The The Music? Is this a hideous crossbreed?

Fortunately not. It's more of a running joke about bands whose names begin with "The".

And any venue where you can get yourself a pizza while watching a band gets my vote.

[identity profile] neilh.livejournal.com 2003-10-01 05:59 am (UTC)(link)
I still haven't worked out what Antifolk is, but it sounds like a jolly good idea to me. Is it anything to do with Apocalyptic Folk?

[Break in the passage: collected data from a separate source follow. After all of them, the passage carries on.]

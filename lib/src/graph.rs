// Copyright 2024 The PJJ Authors
//
// Licensed under the Apache License, Version 2.0 (the "License");
// you may not use this file except in compliance with the License.
// You may obtain a copy of the License at
//
// https://www.apache.org/licenses/LICENSE-2.0
//
// Unless required by applicable law or agreed to in writing, software
// distributed under the License is distributed on an "AS IS" BASIS,
// WITHOUT WARRANTIES OR CONDITIONS OF ANY KIND, either express or implied.
// See the License for the specific language governing permissions and
// limitations under the License.

//! The change graph: a DAG of changes with stable change ids, plus the tag
//! index and the working-copy pointer. Persisted as one JSON blob
//! (`graph.json`); the child index is rebuilt in memory on demand.

use std::collections::{HashMap, HashSet};

use indexmap::IndexMap;
use itertools::Itertools as _;
use serde::{Deserialize, Serialize};
use thiserror::Error;

use crate::backend::{ChangeId, CommitId, Signature, Tree};
use crate::dag_walk;
use crate::error::{ClassifiedError, ErrorKind};
use crate::object_id::ObjectId as _;

#[derive(Debug, Error, PartialEq, Eq)]
pub enum GraphError {
    #[error("Change {0} doesn't exist")]
    NotFound(String),
    #[error("Change {0} already exists")]
    AlreadyExists(String),
    #[error("Cannot rewrite the root change")]
    RootImmutable,
    #[error("Parent change {0} is abandoned")]
    AbandonedParent(String),
    #[error("Parent changes must form an antichain; {ancestor} is an ancestor of {descendant}")]
    NotAnAntichain { ancestor: String, descendant: String },
    #[error("Setting those parents would create a cycle through {0}")]
    WouldCreateCycle(String),
    #[error("A change must have at least one parent")]
    NoParents,
    #[error("No changes selected")]
    EmptySelection,
}

impl ClassifiedError for GraphError {
    fn kind(&self) -> ErrorKind {
        match self {
            GraphError::NotFound(_) => ErrorKind::NotFound,
            GraphError::AlreadyExists(_) => ErrorKind::AlreadyExists,
            GraphError::RootImmutable
            | GraphError::AbandonedParent(_)
            | GraphError::NotAnAntichain { .. }
            | GraphError::WouldCreateCycle(_)
            | GraphError::NoParents
            | GraphError::EmptySelection => ErrorKind::InvalidArgument,
        }
    }

    fn context(&self) -> Option<String> {
        match self {
            GraphError::NotFound(id)
            | GraphError::AlreadyExists(id)
            | GraphError::AbandonedParent(id)
            | GraphError::WouldCreateCycle(id) => Some(id.clone()),
            _ => None,
        }
    }
}

pub type GraphResult<T> = Result<T, GraphError>;

fn is_false(value: &bool) -> bool {
    !*value
}

/// The atomic unit of work. The `change_id` is assigned at creation and
/// never rewritten; the `commit_id` moves on every rewrite, with prior
/// commits retained in `evolution`.
#[derive(Debug, Clone, PartialEq, Eq, Serialize, Deserialize)]
pub struct Change {
    pub change_id: ChangeId,
    pub commit_id: CommitId,
    pub parents: Vec<ChangeId>,
    pub description: String,
    pub author: Signature,
    pub committer: Signature,
    pub tree: Tree,
    #[serde(default, skip_serializing_if = "Vec::is_empty")]
    pub evolution: Vec<CommitId>,
    #[serde(default, skip_serializing_if = "is_false")]
    pub abandoned: bool,
    #[serde(default, skip_serializing_if = "is_false")]
    pub empty: bool,
    #[serde(default, skip_serializing_if = "is_false")]
    pub has_conflict: bool,
}

/// Fields a rewrite may touch. `None` leaves the field alone.
#[derive(Debug, Clone, Default)]
pub struct ChangePatch {
    pub description: Option<String>,
    pub author: Option<Signature>,
    pub committer: Option<Signature>,
    pub tree: Option<Tree>,
}

#[derive(Debug, Clone, PartialEq, Eq, Serialize, Deserialize)]
pub struct ChangeGraph {
    changes: IndexMap<ChangeId, Change>,
    #[serde(default, skip_serializing_if = "IndexMap::is_empty")]
    tags: IndexMap<String, ChangeId>,
    working_copy: ChangeId,
}
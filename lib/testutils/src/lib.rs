// Copyright 2024 The PJJ Authors
//
// Licensed under the Apache License, Version 2.0 (the "License");
// you may not use this file except in compliance with the License.
// You may obtain a copy of the License at
//
// https://www.apache.org/licenses/LICENSE-2.0
//
// Unless required by applicable law or agreed to in writing, software
// distributed under the License is distributed on an "AS IS" BASIS,
// WITHOUT WARRANTIES OR CONDITIONS OF ANY KIND, either express or implied.
// See the License for the specific language governing permissions and
// limitations under the License.

//! Shared fixtures for pjj-lib tests: a deterministic configuration, an
//! in-memory Git store, and a ready-made repository in a temp directory.

use std::collections::HashMap;
use std::fmt::Debug;
use std::path::PathBuf;
use std::sync::{Arc, Mutex};

use blake2::{Blake2b512, Digest as _};
use pjj_lib::backend::{
    BackendError, BackendResult, CommitId, FileId, GitCommit, GitStore, Tree, TreeId,
};
use pjj_lib::fs::OsFs;
use pjj_lib::object_id::ObjectId as _;
use pjj_lib::repo::Repo;
use pjj_lib::settings::UserSettings;
use tempfile::TempDir;

pub fn new_temp_dir() -> TempDir {
    tempfile::Builder::new()
        .prefix("pjj-test-")
        .tempdir()
        .unwrap()
}

pub fn base_config() -> config::ConfigBuilder<config::builder::DefaultState> {
    config::Config::builder().add_source(config::File::from_str(
        r#"
            user.name = "Test User"
            user.email = "test.user@example.com"
            operation.username = "test-username"
            operation.hostname = "host.example.com"
            debug.randomness-seed = "42"
        "#,
        config::FileFormat::Toml,
    ))
}

pub fn user_settings() -> UserSettings {
    let config = base_config().build().unwrap();
    UserSettings::from_config(config)
}

pub fn user_settings_for(name: &str, email: &str, seed: u64) -> UserSettings {
    let config = config::Config::builder()
        .add_source(config::File::from_str(
            &format!(
                r#"
                    user.name = "{name}"
                    user.email = "{email}"
                    operation.username = "{name}"
                    debug.randomness-seed = "{seed}"
                "#
            ),
            config::FileFormat::Toml,
        ))
        .build()
        .unwrap();
    UserSettings::from_config(config)
}

#[derive(Default)]
struct TestGitStoreInner {
    blobs: HashMap<FileId, Vec<u8>>,
    trees: HashMap<TreeId, Tree>,
    commits: HashMap<CommitId, GitCommit>,
    refs: HashMap<String, CommitId>,
}

/// An in-memory `GitStore` with content-addressed ids, like the real
/// thing but without the object files.
#[derive(Default)]
pub struct TestGitStore {
    inner: Mutex<TestGitStoreInner>,
}

impl Debug for TestGitStore {
    fn fmt(&self, f: &mut std::fmt::Formatter<'_>) -> std::fmt::Result {
        f.debug_struct("TestGitStore").finish_non_exhaustive()
    }
}

impl TestGitStore {
    pub fn new() -> Self {
        TestGitStore::default()
    }

    fn hash(data: &[u8]) -> Vec<u8> {
        Blake2b512::digest(data)[..20].to_vec()
    }

    /// Refs currently stored, for assertions.
    pub fn refs(&self) -> HashMap<String, CommitId> {
        self.inner.lock().unwrap().refs.clone()
    }
}

impl GitStore for TestGitStore {
    fn init(&self) -> BackendResult<()> {
        Ok(())
    }

    fn write_blob(&self, content: &[u8]) -> BackendResult<FileId> {
        let id = FileId::from_bytes(&Self::hash(content));
        self.inner
            .lock()
            .unwrap()
            .blobs
            .insert(id.clone(), content.to_vec());
        Ok(id)
    }

    fn read_blob(&self, id: &FileId) -> BackendResult<Vec<u8>> {
        self.inner
            .lock()
            .unwrap()
            .blobs
            .get(id)
            .cloned()
            .ok_or(BackendError::NotFound)
    }

    fn write_tree(&self, tree: &Tree) -> BackendResult<TreeId> {
        let mut material = vec![];
        for (path, entry) in tree.entries() {
            material.extend(path.as_bytes());
            material.push(0);
            material.extend(entry.id.as_bytes());
            material.push(entry.executable as u8);
        }
        let id = TreeId::from_bytes(&Self::hash(&material));
        self.inner
            .lock()
            .unwrap()
            .trees
            .insert(id.clone(), tree.clone());
        Ok(id)
    }

    fn read_tree(&self, id: &TreeId) -> BackendResult<Tree> {
        self.inner
            .lock()
            .unwrap()
            .trees
            .get(id)
            .cloned()
            .ok_or(BackendError::NotFound)
    }

    fn write_commit(&self, commit: &GitCommit) -> BackendResult<CommitId> {
        let mut material = vec![];
        for parent in &commit.parents {
            material.extend(parent.as_bytes());
        }
        material.extend(commit.tree.as_bytes());
        material.extend(commit.message.as_bytes());
        material.extend(commit.author.name.as_bytes());
        material.extend(commit.author.email.as_bytes());
        material.extend(commit.author.timestamp.timestamp.0.to_le_bytes());
        material.extend(commit.committer.timestamp.timestamp.0.to_le_bytes());
        let id = CommitId::from_bytes(&Self::hash(&material));
        self.inner
            .lock()
            .unwrap()
            .commits
            .insert(id.clone(), commit.clone());
        Ok(id)
    }

    fn read_commit(&self, id: &CommitId) -> BackendResult<GitCommit> {
        self.inner
            .lock()
            .unwrap()
            .commits
            .get(id)
            .cloned()
            .ok_or(BackendError::NotFound)
    }

    fn resolve_ref(&self, name: &str) -> BackendResult<Option<CommitId>> {
        Ok(self.inner.lock().unwrap().refs.get(name).cloned())
    }

    fn update_ref(&self, name: &str, target: &CommitId) -> BackendResult<()> {
        self.inner
            .lock()
            .unwrap()
            .refs
            .insert(name.to_owned(), target.clone());
        Ok(())
    }

    fn delete_ref(&self, name: &str) -> BackendResult<()> {
        self.inner.lock().unwrap().refs.remove(name);
        Ok(())
    }

    fn list_refs(&self, prefix: &str) -> BackendResult<Vec<(String, CommitId)>> {
        let inner = self.inner.lock().unwrap();
        let mut refs: Vec<(String, CommitId)> = inner
            .refs
            .iter()
            .filter(|(name, _)| name.starts_with(prefix))
            .map(|(name, target)| (name.clone(), target.clone()))
            .collect();
        refs.sort();
        Ok(refs)
    }

    fn fetch(&self, _remote: &str) -> BackendResult<()> {
        Ok(())
    }

    fn push(&self, _remote: &str, _refspecs: &[String]) -> BackendResult<()> {
        Ok(())
    }
}

pub struct TestRepo {
    _temp_dir: TempDir,
    pub repo: Repo,
    pub git: Arc<TestGitStore>,
    workspace_root: PathBuf,
}

impl TestRepo {
    pub fn init() -> Self {
        Self::init_with_settings(user_settings())
    }

    pub fn init_with_settings(settings: UserSettings) -> Self {
        let temp_dir = new_temp_dir();
        let workspace_root = temp_dir.path().join("repo");
        std::fs::create_dir(&workspace_root).unwrap();
        let git = Arc::new(TestGitStore::new());
        let repo = Repo::init(
            settings,
            Arc::new(OsFs),
            git.clone() as Arc<dyn GitStore>,
            &workspace_root,
        )
        .unwrap();
        TestRepo {
            _temp_dir: temp_dir,
            repo,
            git,
            workspace_root,
        }
    }

    pub fn root(&self) -> &PathBuf {
        &self.workspace_root
    }

    /// Reloads the repository from disk, as a fresh process would.
    pub fn reload(&self) -> Repo {
        Repo::load(
            user_settings(),
            Arc::new(OsFs),
            self.git.clone() as Arc<dyn GitStore>,
            &self.workspace_root,
        )
        .unwrap()
    }

    pub fn write_file(&mut self, path: &str, contents: &str) {
        self.repo.write_file(path, contents.as_bytes()).unwrap();
    }

    pub fn read_file(&self, path: &str) -> String {
        String::from_utf8(self.repo.read_working_copy_file(path).unwrap()).unwrap()
    }

    /// The serialized metadata files, for bit-for-bit comparisons.
    pub fn serialized_state(&self) -> (Vec<u8>, Vec<u8>, Vec<u8>) {
        let jj = self.workspace_root.join(".jj");
        (
            std::fs::read(jj.join("graph.json")).unwrap(),
            std::fs::read(jj.join("bookmarks.json")).unwrap(),
            std::fs::read(jj.join("conflicts.json")).unwrap(),
        )
    }
}
// Copyright 2024 The PJJ Authors
//
// Licensed under the Apache License, Version 2.0 (the "License");
// you may not use this file except in compliance with the License.
// You may obtain a copy of the License at
//
// https://www.apache.org/licenses/LICENSE-2.0
//
// Unless required by applicable law or agreed to in writing, software
// distributed under the License is distributed on an "AS IS" BASIS,
// WITHOUT WARRANTIES OR CONDITIONS OF ANY KIND, either express or implied.
// See the License for the specific language governing permissions and
// limitations under the License.

use assert_matches::assert_matches;
use pjj_lib::backend::OperationId;
use pjj_lib::error::{ClassifiedError as _, ErrorKind};
use pjj_lib::op_store::Operation;
use pjj_lib::repo::RepoError;
use testutils::TestRepo;

#[test]
fn test_new_then_undo() {
    let mut test_repo = TestRepo::init();
    test_repo.repo.describe(None, "hello").unwrap();
    let prior_wc = test_repo.repo.working_copy_id().clone();
    assert_eq!(test_repo.repo.op_log().len(), 2);

    let new_id = test_repo
        .repo
        .new_change(vec![prior_wc.clone()], "work")
        .unwrap();
    assert_eq!(test_repo.repo.working_copy_id(), &new_id);
    assert_eq!(
        test_repo.repo.change(&new_id).unwrap().parents,
        vec![prior_wc.clone()]
    );
    assert_eq!(test_repo.repo.op_log().len(), 3);

    // First undo removes the new change and puts the pointer back.
    test_repo.repo.undo(1).unwrap();
    assert_eq!(test_repo.repo.working_copy_id(), &prior_wc);
    assert!(!test_repo.repo.view().graph.has(&new_id));
    assert_eq!(test_repo.repo.op_log().len(), 4);

    // The cursor kept walking: a second undo peels the describe, not the
    // first undo.
    test_repo.repo.undo(1).unwrap();
    assert_eq!(
        test_repo.repo.status().unwrap().working_copy.description,
        ""
    );
    assert_eq!(test_repo.repo.op_log().len(), 5);
    let kinds: Vec<_> = test_repo
        .repo
        .op_log()
        .iter()
        .map(|operation| operation.payload.kind())
        .collect();
    assert_eq!(kinds, vec!["init", "describe", "new", "undo", "undo"]);
}

#[test]
fn test_undo_round_trip_is_bit_for_bit() {
    let mut test_repo = TestRepo::init();
    test_repo.repo.describe(None, "before").unwrap();
    let wc = test_repo.repo.working_copy_id().clone();
    test_repo.repo.bookmark_set("main", &wc).unwrap();
    let (graph_before, bookmarks_before, conflicts_before) = test_repo.serialized_state();

    test_repo.repo.describe(None, "after").unwrap();
    test_repo.repo.undo(1).unwrap();

    let (graph_after, bookmarks_after, conflicts_after) = test_repo.serialized_state();
    assert_eq!(graph_after, graph_before);
    assert_eq!(bookmarks_after, bookmarks_before);
    assert_eq!(conflicts_after, conflicts_before);
}

#[test]
fn test_undo_of_bookmark_ops() {
    let mut test_repo = TestRepo::init();
    let wc = test_repo.repo.working_copy_id().clone();
    test_repo.repo.bookmark_set("main", &wc).unwrap();
    assert!(test_repo.repo.view().bookmarks.get("main", None).is_some());
    test_repo.repo.undo(1).unwrap();
    assert!(test_repo.repo.view().bookmarks.get("main", None).is_none());

    // Undoing a delete brings the bookmark back.
    test_repo.repo.bookmark_set("main", &wc).unwrap();
    test_repo.repo.bookmark_delete("main").unwrap();
    test_repo.repo.undo(1).unwrap();
    assert_eq!(
        test_repo.repo.view().bookmarks.get("main", None).unwrap().target,
        wc
    );
}

#[test]
fn test_undo_too_far_fails() {
    let mut test_repo = TestRepo::init();
    let err = test_repo.repo.undo(5).unwrap_err();
    assert_eq!(err.kind(), ErrorKind::InvalidArgument);
}

#[test]
fn test_oplog_is_one_json_record_per_line() {
    let mut test_repo = TestRepo::init();
    test_repo.repo.describe(None, "first").unwrap();
    test_repo.repo.describe(None, "second").unwrap();
    let oplog = std::fs::read(test_repo.root().join(".jj/oplog.jsonl")).unwrap();
    let lines: Vec<&[u8]> = oplog
        .split(|b| *b == b'\n')
        .filter(|line| !line.is_empty())
        .collect();
    assert_eq!(lines.len(), 3);
    for line in lines {
        let operation = Operation::from_line(line).unwrap();
        // Stored ids match a recomputation over the record's own fields.
        let recomputed = pjj_lib::op_store::compute_op_id(
            &operation.parents,
            &operation.timestamp,
            &operation.user,
            &operation.payload,
        )
        .unwrap();
        assert_eq!(operation.op_id, recomputed);
    }
}

#[test]
fn test_operation_abandon_relinks_children() {
    // O1 <- O2 <- O3 (on top of init); abandoning O2 relinks O3 to O1.
    let mut test_repo = TestRepo::init();
    test_repo.repo.describe(None, "one").unwrap();
    test_repo.repo.describe(None, "two").unwrap();
    test_repo.repo.describe(None, "three").unwrap();
    let ids: Vec<OperationId> = test_repo
        .repo
        .op_log()
        .iter()
        .map(|operation| operation.op_id.clone())
        .collect();
    let (o1, o2, o3) = (ids[1].clone(), ids[2].clone(), ids[3].clone());

    test_repo.repo.abandon_operation(&o2).unwrap();
    assert_eq!(test_repo.repo.op_log().head_id(), &o3);
    assert_eq!(test_repo.repo.op_log().get(&o3).unwrap().parents, vec![o1]);
    assert!(test_repo.repo.op_log().get(&o2).is_err());

    // Replaying through the relinked head reproduces the current state
    // minus O2's effect (the final describe overwrote it anyway).
    let operation = test_repo.repo.restore_operation(&o3).unwrap();
    assert_eq!(operation.payload.kind(), "restore-op");
    assert_eq!(
        test_repo.repo.status().unwrap().working_copy.description,
        "three"
    );
}

#[test]
fn test_restore_operation_time_travels() {
    let mut test_repo = TestRepo::init();
    test_repo.repo.describe(None, "old").unwrap();
    let target = test_repo.repo.op_log().head_id().clone();
    test_repo.repo.describe(None, "new").unwrap();
    let wc = test_repo.repo.working_copy_id().clone();
    test_repo.repo.new_change(vec![wc], "scrap").unwrap();

    test_repo.repo.restore_operation(&target).unwrap();
    assert_eq!(
        test_repo.repo.status().unwrap().working_copy.description,
        "old"
    );
    // Time travel appends; it never rewrites the log.
    assert_eq!(test_repo.repo.op_log().len(), 5);
}

#[test]
fn test_revert_operation() {
    let mut test_repo = TestRepo::init();
    test_repo.repo.describe(None, "keep").unwrap();
    let target = test_repo.repo.op_log().head_id().clone();
    test_repo.repo.describe(None, "discard").unwrap();

    // Reverting the "keep" describe swings the description back to its
    // prev image, leaving later history in place.
    test_repo.repo.revert_operation(&target).unwrap();
    assert_eq!(
        test_repo.repo.status().unwrap().working_copy.description,
        ""
    );
    assert_eq!(test_repo.repo.op_log().len(), 4);
}

#[test]
fn test_abandon_operation_that_created_a_change_fails() {
    let mut test_repo = TestRepo::init();
    let wc = test_repo.repo.working_copy_id().clone();
    let child = test_repo.repo.new_change(vec![wc], "base").unwrap();
    let new_op = test_repo.repo.op_log().head_id().clone();
    // A later operation builds on the created change.
    test_repo.repo.new_change(vec![child], "on top").unwrap();

    let err = test_repo.repo.abandon_operation(&new_op).unwrap_err();
    assert_matches!(err, RepoError::OpLog(_));
    assert_eq!(err.kind(), ErrorKind::Conflict);
}
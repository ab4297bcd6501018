// Copyright 2024 The PJJ Authors
//
// Licensed under the Apache License, Version 2.0 (the "License");
// you may not use this file except in compliance with the License.
// You may obtain a copy of the License at
//
// https://www.apache.org/licenses/LICENSE-2.0
//
// Unless required by applicable law or agreed to in writing, software
// distributed under the License is distributed on an "AS IS" BASIS,
// WITHOUT WARRANTIES OR CONDITIONS OF ANY KIND, either express or implied.
// See the License for the specific language governing permissions and
// limitations under the License.

//! A portable implementation of the Jujutsu version-control model: a
//! change-centric engine over a content-addressed object store,
//! interoperable with Git.

#![deny(unused_must_use)]

pub mod backend;
pub mod conflicts;
pub mod dag_walk;
pub mod error;
pub mod events;
pub mod file_util;
pub mod fs;
pub mod git;
pub mod graph;
pub mod lock;
pub mod merge;
pub mod object_id;
pub mod op_store;
pub mod operation;
pub mod refs;
pub mod repo;
pub mod revset;
pub mod revset_parser;
pub mod rewrite;
pub mod settings;
pub mod storage;
pub mod str_util;
pub mod transaction;
pub mod working_copy;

[identity profile] venta.livejournal.com 2003-10-01 06:43 am (UTC)(link)
Er, I dunno, what's that ?

You should have learned from the WIG school not to ask to have musical genres defined :) However, if you hear very low-fi recordings, with long rambly lyrics, and an occasional intentional lack of musicality, you're probably safe guessing it might be anti-folk.

Alternatively, the more common description "acoustic punk" might be more use. I'll bring some to Whitby and subject you to it :)

[identity profile] neilh.livejournal.com 2003-10-01 07:52 am (UTC)(link)
Well, why doesn't it say Atilla the Stockbroker anywhere on that site then? I'd've know exactly what it was if he'd been mentioned. Have we got a movement now? Or is it still just an organisation?

Yes, play me some, sounds like the kind of thing that I'd like.

[identity profile] venta.livejournal.com 2003-10-01 08:07 am (UTC)(link)
Er, maybe because as far as I can tell Antifolk is a New York thing. And they haven't noticed we've been doing it for years :) I'm not actually familiar with Attila the Stockbroker, so can't comment on similarities.

[identity profile] neilh.livejournal.com 2003-10-01 04:34 pm (UTC)(link)
That situation plainly needs a remedy. Hes a punk poet who has a punk/early music band he plays with sometimes called Barnstormer. I shall play you some at Whitby.